In Table 5 similar statistics are presented with a breakdown of the turnover rate of workers in the computer services industry versus all other industries, as well as a breakdown of IT versus other professional occupations.

It is clear that job turnover in the computer services industry is much higher than the average across other industries for both IT workers and other professional workers. It appears that all of the difference in job change rates found in Table 4 is due to the strong prevalence of IT workers in the computer services industry. Within industry comparisons showed no significant difference in the rate of job change. IT professionals working in the computer services industry experienced a job change rate of 9.22 percent over the three month observation period, but employees from other professions working in the computer services industry experienced an even higher, 10.20 percent, job change rate. In all other industries, IT professionals experienced a job change rate of 5.37 percent compared to 5.23 percent for other professions.

Table 6 presents regression results for determinants of the rate of job change. Job change is a dichotomous variable. A worker either changed jobs over the prior 3 months (1) or did not change jobs in the prior 3 months (0). For a number of reasons, standard linear regression is not appropriate when using a dichotomous dependent variable. Most prominently, the error term cannot be normally distributed.

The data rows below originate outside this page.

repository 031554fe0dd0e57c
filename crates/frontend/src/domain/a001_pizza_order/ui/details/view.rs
use super::view_model::OrderFormViewModel;
use crate::shared::components::ui::{Banner, Button, Checkbox, Input, Select};
use contracts::domain::a001_pizza_order::aggregate::{PizzaSize, TOPPINGS};
use leptos::prelude::*;

fn size_options() -> Vec<(String, String)> {
    PizzaSize::ALL
        .iter()
        .map(|s| (s.code().to_string(), s.label().to_string()))
        .collect()
}

#[component]
pub fn OrderForm() -> impl IntoView {
    let vm = OrderFormViewModel::new();

    let on_submit = move |ev: leptos::ev::SubmitEvent| {
        ev.prevent_default();
        vm.submit_command();
    };

    view! {
        <form class="order-form" on:submit=on_submit>
            <h2>"Order Your Pizza"</h2>

            <Banner
                variant="success"
                message=Signal::derive(move || {
                    vm.state.with(|s| s.outcome.success_message().map(str::to_string))
                })
            />
            <Banner
                variant="failure"
                message=Signal::derive(move || {
                    vm.state.with(|s| s.outcome.failure_message().map(str::to_string))
                })
            />

            <Input
                label="Full Name"
                name="fullName"
                placeholder="Type full name"
                value=Signal::derive(move || vm.state.with(|s| s.values.full_name.clone()))
                on_input=Callback::new(move |value| vm.on_full_name(value))
                error=Signal::derive(move || vm.state.with(|s| s.errors.full_name.clone()))
            />

            <Select
                label="Size"
                name="size"
                placeholder="----Choose Size----"
                options=size_options()
                value=Signal::derive(move || vm.state.with(|s| s.values.size.clone()))
                on_change=Callback::new(move |value| vm.on_size(value))
                error=Signal::derive(move || vm.state.with(|s| s.errors.size.clone()))
            />

            <div class="form__group">
                {TOPPINGS
                    .iter()
                    .map(|topping| {
                        let id = topping.id;
                        view! {
                            <Checkbox
                                label=topping.name
                                name="toppings"
                                value=id
                                checked=Signal::derive(move || {
                                    vm.state.with(|s| s.values.has_topping(id))
                                })
                                on_change=Callback::new(move |checked| vm.on_topping(id, checked))
                            />
                        }
                    })
                    .collect_view()}
            </div>

            {move || {
                vm.state
                    .with(|s| s.is_submitting())
                    .then(|| view! { <div class="pending">"Submitting…"</div> })
            }}

            <Button
                button_type="submit".to_string()
                disabled=Signal::derive(move || !vm.can_submit()())
            >
                "Submit"
            </Button>
        </form>
    }
}
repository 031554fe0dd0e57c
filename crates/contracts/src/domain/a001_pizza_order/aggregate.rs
use serde::{Deserialize, Serialize};

// ============================================================================
// Catalog
// ============================================================================

/// Топпинг из каталога: идентификатор (значение чекбокса) и отображаемое имя
#[derive(Debug, Clone, Copy, PartialEq, Eq)]
pub struct Topping {
    pub id: &'static str,
    pub name: &'static str,
}

/// Каталог топпингов в порядке отображения
pub const TOPPINGS: &[Topping] = &[
    Topping { id: "1", name: "Pepperoni" },
    Topping { id: "2", name: "Green Peppers" },
    Topping { id: "3", name: "Pineapple" },
    Topping { id: "4", name: "Mushrooms" },
    Topping { id: "5", name: "Ham" },
];

/// Позиция топпинга в каталоге, `None` для неизвестного идентификатора
pub fn topping_position(id: &str) -> Option<usize> {
    TOPPINGS.iter().position(|t| t.id == id)
}

/// Размер пиццы
#[derive(Debug, Clone, Copy, PartialEq, Eq, Hash, Serialize, Deserialize)]
pub enum PizzaSize {
    S,
    M,
    L,
}

impl PizzaSize {
    pub const ALL: [PizzaSize; 3] = [PizzaSize::S, PizzaSize::M, PizzaSize::L];

    pub fn code(&self) -> &'static str {
        match self {
            PizzaSize::S => "S",
            PizzaSize::M => "M",
            PizzaSize::L => "L",
        }
    }

    pub fn label(&self) -> &'static str {
        match self {
            PizzaSize::S => "Small",
            PizzaSize::M => "Medium",
            PizzaSize::L => "Large",
        }
    }

    /// Exact match on the select value; no trimming, no case folding.
    pub fn from_code(code: &str) -> Option<Self> {
        Self::ALL.into_iter().find(|s| s.code() == code)
    }
}

// ============================================================================
// Form state
// ============================================================================

/// Поля формы, проходящие поштучную валидацию
#[derive(Debug, Clone, Copy, PartialEq, Eq, Hash)]
pub enum OrderField {
    FullName,
    Size,
}

/// Сырые значения формы заказа, как их ввёл пользователь
#[derive(Debug, Clone, PartialEq, Eq, Default)]
pub struct OrderFormValues {
    pub full_name: String,
    /// Raw select value: "" until the user picks a size.
    pub size: String,
    /// Catalog ids, unique, kept in catalog order.
    pub toppings: Vec<String>,
}

impl OrderFormValues {
    pub fn has_topping(&self, id: &str) -> bool {
        self.toppings.iter().any(|t| t == id)
    }
}

/// Сообщения об ошибках по полям; пустая строка означает отсутствие ошибки
#[derive(Debug, Clone, PartialEq, Eq, Default)]
pub struct OrderFormErrors {
    pub full_name: String,
    pub size: String,
}

impl OrderFormErrors {
    pub fn set(&mut self, field: OrderField, message: String) {
        match field {
            OrderField::FullName => self.full_name = message,
            OrderField::Size => self.size = message,
        }
    }
}

// ============================================================================
// Wire DTOs
// ============================================================================

/// Тело запроса `POST /api/order`
#[derive(Debug, Clone, PartialEq, Eq, Serialize, Deserialize)]
pub struct OrderRequest {
    #[serde(rename = "fullName")]
    pub full_name: String,
    pub size: PizzaSize,
    pub toppings: Vec<String>,
}

/// Ответ сервера (и при успехе, и при ошибке)
#[derive(Debug, Clone, PartialEq, Eq, Default, Serialize, Deserialize)]
pub struct OrderReply {
    #[serde(default)]
    pub message: Option<String>,
}

#[cfg(test)]
mod tests {
    use super::*;

    #[test]
    fn test_catalog_ids_are_unique_and_ordered() {
        let ids: Vec<&str> = TOPPINGS.iter().map(|t| t.id).collect();
        assert_eq!(ids, vec!["1", "2", "3", "4", "5"]);
        assert_eq!(topping_position("3"), Some(2));
        assert_eq!(topping_position("6"), None);
    }

    #[test]
    fn test_size_codes() {
        assert_eq!(PizzaSize::from_code("M"), Some(PizzaSize::M));
        assert_eq!(PizzaSize::from_code("m"), None);
        assert_eq!(PizzaSize::from_code(""), None);
        assert_eq!(PizzaSize::L.label(), "Large");
    }

    #[test]
    fn test_request_wire_format() {
        let request = OrderRequest {
            full_name: "Alice Smith".to_string(),
            size: PizzaSize::L,
            toppings: vec!["1".to_string(), "3".to_string()],
        };
        let json = serde_json::to_value(&request).unwrap();
        assert_eq!(
            json,
            serde_json::json!({
                "fullName": "Alice Smith",
                "size": "L",
                "toppings": ["1", "3"]
            })
        );
    }

    #[test]
    fn test_reply_tolerates_missing_and_extra_fields() {
        let reply: OrderReply = serde_json::from_str(r#"{"status":"ok"}"#).unwrap();
        assert_eq!(reply.message, None);
        let reply: OrderReply = serde_json::from_str(r#"{"message":"hi","id":7}"#).unwrap();
        assert_eq!(reply.message.as_deref(), Some("hi"));
    }
}
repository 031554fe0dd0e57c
//! API utilities for frontend-backend communication

use super::config::config;

/// Get the base URL for API requests, without a trailing slash
///
/// # Returns
/// - API base URL like "http://localhost:9009"
pub fn api_base() -> String {
    config().api.base_url.trim_end_matches('/').to_string()
}

/// Build a full API URL from a path
///
/// # Arguments
/// * `path` - The API path (should start with "/api/")
///
/// # Example
/// ```ignore
/// let url = api_url("/api/order");
/// ```
pub fn api_url(path: &str) -> String {
    join_url(&api_base(), path)
}

fn join_url(base: &str, path: &str) -> String {
    format!("{}/{}", base.trim_end_matches('/'), path.trim_start_matches('/'))
}

#[cfg(test)]
mod tests {
    use super::*;

    #[test]
    fn test_join_url() {
        assert_eq!(
            join_url("http://localhost:9009", "/api/order"),
            "http://localhost:9009/api/order"
        );
        assert_eq!(
            join_url("http://localhost:9009/", "api/order"),
            "http://localhost:9009/api/order"
        );
    }
}
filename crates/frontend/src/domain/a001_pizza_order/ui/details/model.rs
use contracts::domain::a001_pizza_order::aggregate::{OrderReply, OrderRequest};
use contracts::domain::a001_pizza_order::submission::{reply_result, SubmissionError};
use gloo_net::http::Request;

use crate::shared::api_utils::api_url;

/// Send the order. One request, no retry.
pub async fn submit_order(request: &OrderRequest) -> Result<OrderReply, SubmissionError> {
    let response = Request::post(&api_url("/api/order"))
        .json(request)
        .map_err(|e| SubmissionError::Serialize(e.to_string()))?
        .send()
        .await
        .map_err(|e| SubmissionError::Network(e.to_string()))?;

    // A body that cannot be read is treated as empty; the status still decides.
    let text = response.text().await.unwrap_or_default();

    reply_result(response.ok(), response.status(), &text)
}
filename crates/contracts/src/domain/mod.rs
pub mod a001_pizza_order;
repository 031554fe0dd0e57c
pub mod pages;
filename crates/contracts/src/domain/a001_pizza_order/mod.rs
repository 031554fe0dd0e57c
pub mod aggregate;
pub mod schema;
pub mod submission;
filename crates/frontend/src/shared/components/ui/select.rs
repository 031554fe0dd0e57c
use leptos::prelude::*;

/// Select with label, placeholder option and inline field error
#[component]
pub fn Select(
    /// Label text
    label: &'static str,
    /// Used for both `id` and `name`
    name: &'static str,
    /// Current value
    #[prop(into)]
    value: Signal<String>,
    /// Change event handler
    on_change: Callback<String>,
    /// Options: (value, label) pairs, rendered after the placeholder
    options: Vec<(String, String)>,
    /// Text of the empty-valued first option
    placeholder: &'static str,
    /// Field error; nothing is rendered while empty
    #[prop(into)]
    error: Signal<String>,
) -> impl IntoView {
    let option_views = std::iter::once((String::new(), placeholder.to_string()))
        .chain(options)
        .map(|(val, text)| {
            let val_for_check = val.clone();
            view! {
                <option value=val prop:selected=move || value.get() == val_for_check>
                    {text}
                </option>
            }
        })
        .collect_view();

    view! {
        <div class="form__group">
            <div>
                <label class="form__label" for=name>
                    {label}
                </label>
                <br />
                <select
                    id=name
                    name=name
                    class="form__select"
                    on:change=move |ev| on_change.run(event_target_value(&ev))
                >
                    {option_views}
                </select>
            </div>
            {move || {
                let message = error.get();
                (!message.is_empty()).then(|| view! { <div class="error">{message}</div> })
            }}
        </div>
    }
}
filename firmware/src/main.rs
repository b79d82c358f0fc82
#![cfg_attr(target_os = "none", no_std)]
#![cfg_attr(target_os = "none", no_main)]
#![cfg_attr(target_os = "none", allow(static_mut_refs))]

#[cfg(all(target_os = "none", not(feature = "panic-log")))]
extern crate panic_halt;

#[cfg(all(target_os = "none", feature = "panic-log"))]
mod panic;

mod bench;
mod console;
mod diagnostics;
mod hw;
mod kinematics;
mod link;
mod status;

#[cfg(target_os = "none")]
mod runtime;

#[cfg(not(target_os = "none"))]
fn main() {}
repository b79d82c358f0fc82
//! Remote-control link tracking.
//!
//! The receiver drives a "frame valid" line. The RC task samples it at
//! [`RC_POLL_PERIOD`], feeds a [`LinkWatchdog`], and publishes the result into
//! a [`SharedLinkStatus`] that the bench task reads on every tick.

#![cfg_attr(not(target_os = "none"), allow(dead_code))]

use core::time::Duration;

use selftest_core::link::{LinkStatus, LinkWatchdog, RC_LINK_TIMEOUT, SharedLinkStatus};

use crate::bench::FirmwareInstant;
use crate::diagnostics;

/// Receiver sampling period (50 Hz, one servo frame).
pub const RC_POLL_PERIOD: Duration = Duration::from_millis(20);

pub struct RcLinkTracker<'a> {
    watchdog: LinkWatchdog<FirmwareInstant>,
    shared: &'a SharedLinkStatus,
    last: Option<LinkStatus>,
}

impl<'a> RcLinkTracker<'a> {
    pub const fn new(shared: &'a SharedLinkStatus) -> Self {
        Self {
            watchdog: LinkWatchdog::with_timeout(RC_LINK_TIMEOUT),
            shared,
            last: None,
        }
    }

    /// Folds one receiver sample into the watchdog and publishes the result.
    pub fn observe(&mut self, frame_seen: bool, now: FirmwareInstant) -> LinkStatus {
        if frame_seen {
            self.watchdog.record_frame(now);
        }

        let status = self.watchdog.status(now);
        self.shared.publish(status);
        if self.last != Some(status) {
            diagnostics::log_link_change(status);
            self.last = Some(status);
        }
        status
    }
}
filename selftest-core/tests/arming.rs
mod common;

use common::{MockInstant, TICK_MS, build_task, run_until};
use selftest_core::arbiter::evaluate;
use selftest_core::link::{LinkStatus, LinkStatusSource, SharedLinkStatus};
use selftest_core::sequencer::PhaseTransition;
use selftest_core::sequences::SelfTestPhase;
use selftest_core::task::BenchControl;
use selftest_core::telemetry::TelemetryEventKind;

#[test]
fn arbiter_truth_table() {
    assert!(!evaluate(false, LinkStatus::Connected).is_armed());
    assert!(!evaluate(false, LinkStatus::Disconnected).is_armed());
    assert!(!evaluate(true, LinkStatus::Connected).is_armed());
    assert!(evaluate(true, LinkStatus::Disconnected).is_armed());
}

#[test]
fn disabled_request_keeps_sequencer_idle() {
    let link = SharedLinkStatus::new();
    link.publish(LinkStatus::Disconnected);
    let control = BenchControl::new();
    let mut task = build_task(&link);

    for tick in 0..20 {
        let report = task.tick(&control, MockInstant::millis(tick * TICK_MS));
        assert_eq!(report.phase, SelfTestPhase::Idle);
        assert_eq!(report.transition, None);
    }

    assert!(task.sequencer().actuator().commands.is_empty());
    assert!(!task.status(&control, MockInstant::millis(200)).armed);
}

#[test]
fn armed_request_starts_sweep_on_next_tick() {
    let link = SharedLinkStatus::new();
    link.publish(LinkStatus::Disconnected);
    let control = BenchControl::new();
    let mut task = build_task(&link);

    run_until(&mut task, &control, 0, 50);
    control.set_test_mode(true);

    let report = task.tick(&control, MockInstant::millis(60));
    assert_eq!(report.phase, SelfTestPhase::ActuatorSweep);
    assert_eq!(
        report.transition,
        Some(PhaseTransition {
            from: SelfTestPhase::Idle,
            to: SelfTestPhase::ActuatorSweep,
        })
    );
    assert_eq!(task.sequencer().actuator().commands.len(), 1);
    assert_eq!(
        task.events().latest().map(|record| record.event),
        Some(TelemetryEventKind::PhaseEntered(SelfTestPhase::ActuatorSweep))
    );
}

#[test]
fn link_recovery_preempts_sweep_and_issues_neutral() {
    let link = SharedLinkStatus::new();
    link.publish(LinkStatus::Disconnected);
    let control = BenchControl::new();
    control.set_test_mode(true);
    let mut task = build_task(&link);

    run_until(&mut task, &control, 0, 300);
    assert_eq!(task.sequencer().phase(), SelfTestPhase::ActuatorSweep);
    let neutral_before = task.sequencer().actuator().neutral;
    let commands_before = task.sequencer().actuator().commands.len();

    link.publish(LinkStatus::Connected);
    let report = task.tick(&control, MockInstant::millis(310));

    assert_eq!(report.phase, SelfTestPhase::Idle);
    assert!(report.neutral_issued);
    assert_eq!(task.sequencer().actuator().neutral, neutral_before + 1);

    // Still armed by request, but the link keeps the sweep from driving outputs.
    run_until(&mut task, &control, 320, 2_000);
    assert_eq!(task.sequencer().phase(), SelfTestPhase::Idle);
    assert_eq!(task.sequencer().actuator().neutral, neutral_before + 1);
    assert_eq!(task.sequencer().actuator().commands.len(), commands_before);
}

#[test]
fn unarmed_ticks_do_not_repeat_neutral() {
    let link = SharedLinkStatus::new();
    let control = BenchControl::new();
    control.set_test_mode(true);
    let mut task = build_task(&link);

    // Boot neutral only; the link starts out connected.
    run_until(&mut task, &control, 0, 500);
    assert_eq!(task.sequencer().actuator().neutral, 1);

    link.publish(LinkStatus::Disconnected);
    run_until(&mut task, &control, 510, 600);
    control.set_test_mode(false);
    run_until(&mut task, &control, 610, 1_500);

    assert_eq!(task.sequencer().phase(), SelfTestPhase::Idle);
    assert_eq!(task.sequencer().actuator().neutral, 2);
}

#[test]
fn idle_whenever_latest_decision_is_disarmed() {
    let link = SharedLinkStatus::new();
    let control = BenchControl::new();
    let mut task = build_task(&link);

    // Deterministic mix of request and link toggles.
    for tick in 0u64..400 {
        control.set_test_mode(tick % 7 != 0);
        link.publish(if tick % 53 < 40 {
            LinkStatus::Disconnected
        } else {
            LinkStatus::Connected
        });

        let armed = evaluate(control.test_mode_requested(), link.read());
        let report = task.tick(&control, MockInstant::millis(tick * TICK_MS));

        if !armed.is_armed() {
            assert_eq!(report.phase, SelfTestPhase::Idle, "tick {tick}");
        }
    }
}

#[test]
fn arming_edges_are_logged() {
    let link = SharedLinkStatus::new();
    link.publish(LinkStatus::Disconnected);
    let control = BenchControl::new();
    let mut task = build_task(&link);

    control.set_test_mode(true);
    task.tick(&control, MockInstant::millis(0));
    control.set_test_mode(false);
    task.tick(&control, MockInstant::millis(10));

    let edges: heapless::Vec<bool, 4> = task
        .events()
        .oldest_first()
        .filter_map(|record| match record.event {
            TelemetryEventKind::ArmingChanged(armed) => Some(armed),
            _ => None,
        })
        .collect();
    assert_eq!(edges.as_slice(), &[true, false]);
}
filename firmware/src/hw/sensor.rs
//! ADC1 sampling of the bench load sensor on PA0.

use embassy_stm32::Peri;
use embassy_stm32::adc::{Adc, AdcChannel, AnyAdcChannel, SampleTime};
use embassy_stm32::peripherals::{ADC1, PA0};
use selftest_core::task::RawSampleSource;

/// Blocking ADC reader feeding the telemetry pipeline.
pub struct AdcSampleSource<'d> {
    adc: Adc<'d, ADC1>,
    channel: AnyAdcChannel<ADC1>,
    discard_next: bool,
}

impl<'d> AdcSampleSource<'d> {
    pub fn new(adc: Peri<'d, ADC1>, pin: Peri<'d, PA0>) -> Self {
        let mut adc = Adc::new(adc);
        adc.set_sample_time(SampleTime::CYCLES160_5);
        Self {
            adc,
            channel: pin.degrade_adc(),
            discard_next: true,
        }
    }

    fn read_once(&mut self) -> u16 {
        self.adc.blocking_read(&mut self.channel)
    }
}

impl RawSampleSource for AdcSampleSource<'_> {
    fn read_raw(&mut self) -> i32 {
        // First conversion after power-up settles the sample capacitor.
        if self.discard_next {
            let _ = self.read_once();
            self.discard_next = false;
        }

        i32::from(self.read_once())
    }
}
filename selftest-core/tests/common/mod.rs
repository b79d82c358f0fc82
#![allow(dead_code)]

use core::ops::Add;
use core::time::Duration;

use heapless::{HistoryBuf, String, Vec as HeaplessVec};
use selftest_core::config::BenchConfig;
use selftest_core::link::SharedLinkStatus;
use selftest_core::sequencer::{ActuatorDriver, AllocationError, KinematicsSolver};
use selftest_core::sequences::{PulseWidth, PwmChannel};
use selftest_core::task::{BenchControl, BenchTask, RawSampleSource};
use selftest_core::telemetry::{DiagnosticChannel, MAX_LINE_LEN, MonotonicInstant, TimestampMillis};

pub const TICK_MS: u64 = 10;

#[derive(Copy, Clone, Debug, PartialEq, Eq, PartialOrd, Ord)]
pub struct MockInstant(u64);

impl MockInstant {
    pub fn millis(value: u64) -> Self {
        Self(value * 1_000)
    }
}

impl Add<Duration> for MockInstant {
    type Output = Self;

    fn add(self, rhs: Duration) -> Self::Output {
        Self(self.0 + u64::try_from(rhs.as_micros()).unwrap())
    }
}

impl MonotonicInstant for MockInstant {
    fn saturating_duration_since(&self, earlier: Self) -> Duration {
        Duration::from_micros(self.0.saturating_sub(earlier.0))
    }

    fn as_millis(&self) -> TimestampMillis {
        self.0 / 1_000
    }
}

#[derive(Default)]
pub struct RecordingActuator {
    pub commands: HeaplessVec<(PwmChannel, PulseWidth), 64>,
    pub neutral: u32,
}

impl ActuatorDriver for RecordingActuator {
    fn set_duty_cycle(&mut self, channel: PwmChannel, pulse: PulseWidth) {
        self.commands
            .push((channel, pulse))
            .expect("actuator log capacity exceeded");
    }

    fn command_neutral(&mut self) {
        self.neutral += 1;
    }
}

#[derive(Default)]
pub struct ScriptedSolver {
    pub fail: bool,
    pub calls: u32,
}

impl KinematicsSolver for ScriptedSolver {
    fn initialize_matrices(&mut self) -> Result<(), AllocationError> {
        self.calls += 1;
        if self.fail {
            Err(AllocationError::StorageUnavailable)
        } else {
            Ok(())
        }
    }
}

pub struct ScriptedSource(pub i32);

impl RawSampleSource for ScriptedSource {
    fn read_raw(&mut self) -> i32 {
        self.0
    }
}

pub type Line = String<MAX_LINE_LEN>;

/// Keeps the most recent lines plus running totals.
#[derive(Default)]
pub struct RecordingChannel {
    pub recent: HistoryBuf<Line, 32>,
    pub accepted: usize,
    pub failure_lines: usize,
    pub refuse: bool,
}

impl RecordingChannel {
    pub fn last(&self) -> Option<&str> {
        self.recent.recent().map(Line::as_str)
    }
}

impl DiagnosticChannel for RecordingChannel {
    fn write_line(&mut self, line: &str) -> bool {
        if self.refuse {
            return false;
        }
        let mut owned = Line::new();
        owned.push_str(line).expect("line fits");
        if line.starts_with("selftest-failure") {
            self.failure_lines += 1;
        }
        self.recent.write(owned);
        self.accepted += 1;
        true
    }
}

pub type TestTask<'a> = BenchTask<
    MockInstant,
    &'a SharedLinkStatus,
    RecordingActuator,
    ScriptedSolver,
    ScriptedSource,
    RecordingChannel,
>;

pub fn build_task(link: &SharedLinkStatus) -> TestTask<'_> {
    build_task_with(link, &BenchConfig::DEFAULT)
}

pub fn build_task_with<'a>(link: &'a SharedLinkStatus, config: &BenchConfig) -> TestTask<'a> {
    BenchTask::new(
        config,
        link,
        RecordingActuator::default(),
        ScriptedSolver::default(),
        ScriptedSource(0),
        RecordingChannel::default(),
    )
}

/// Ticks every [`TICK_MS`] from `from_ms` up to and including `to_ms`.
pub fn run_until(task: &mut TestTask<'_>, control: &BenchControl, from_ms: u64, to_ms: u64) {
    let mut now = from_ms;
    while now <= to_ms {
        task.tick(control, MockInstant::millis(now));
        now += TICK_MS;
    }
}
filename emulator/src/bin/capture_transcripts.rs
//! Replays scripted bench scenarios and stores their transcripts under `transcripts/`.

use std::io;
use std::path::PathBuf;

#[allow(dead_code)]
#[path = "../session.rs"]
mod session;

use selftest_core::config::BenchConfig;
use session::Session;

const TRANSCRIPT_DIR: &str = "transcripts";

const SCENARIOS: &[(&str, &[&str])] = &[
    (
        "full-run",
        &["raw 512", "tick 2", "link down", "test on", "tick 130", "status"],
    ),
    (
        "link-preemption",
        &["link down", "test on", "tick 40", "link up", "tick 2", "status"],
    ),
    (
        "allocation-failure",
        &[
            "alloc fail",
            "link down",
            "test on",
            "tick 130",
            "status",
            "alloc ok",
            "test reset",
            "tick 2",
            "test off",
            "tick 1",
            "test on",
            "tick 130",
            "status",
        ],
    ),
    (
        "test-mode-off",
        &["link down", "test on", "tick 60", "test off", "tick 2", "status"],
    ),
];

fn main() -> io::Result<()> {
    for (name, script) in SCENARIOS {
        record_scenario(name, script)?;
    }
    Ok(())
}

fn record_scenario(name: &str, script: &[&str]) -> io::Result<()> {
    let path = PathBuf::from(TRANSCRIPT_DIR).join(format!("{name}.log"));
    let mut session = Session::new(&BenchConfig::DEFAULT, Some(&path))?;
    for line in script {
        session.handle_command(line)?;
    }
    println!("wrote {}", path.display());
    Ok(())
}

The logit function is a commonly used method that produces maximum likelihood estimates for equations with dichotomous dependent variables (Green, 1997). The Logit function essentially makes the log of the odds ratio (the ratio of the probabilities of the two outcomes of a dichotomous variable) the dependent variable and performs a "standard" linear regression on this transformed value. In our case the odds ratio is the probability of changing jobs divided by the probability of not changing jobs. This is illustrated in the following equation where ln is the natural logarithm, pjc is the probability of changing jobs, a is an intercept term X is a vector of independent variables, B is a vector of coefficients on those variables and e is the error term.

ln([p.sub.jc]/(1 - [p.sub.jc])) = a + BX + e

Taking the antilog of the equation above yields:

[p.sub.jc]/(1 - [p.sub.jc]) = expa x expB x expX x exp e

The B coefficients above can be interpreted as percentage changes in the odds-ratio of the dependent variable, and this interpretation is appropriate for the coefficients of Table 6.

Data for all of our occupational categories were pooled into a single group for this analysis with occupation and industry groupings being treated as independent variables. The likelihood ratio test for this model shows it to be statistically significant. Individual parameter estimates and their standard errors are also shown.

Age, and the square of age are the only continuous variables in this model. They are statistically significant with opposite signs. These coefficients suggest that the odds of a worker changing jobs initially increase at a decreasing rate with age and eventually begin to decrease with age.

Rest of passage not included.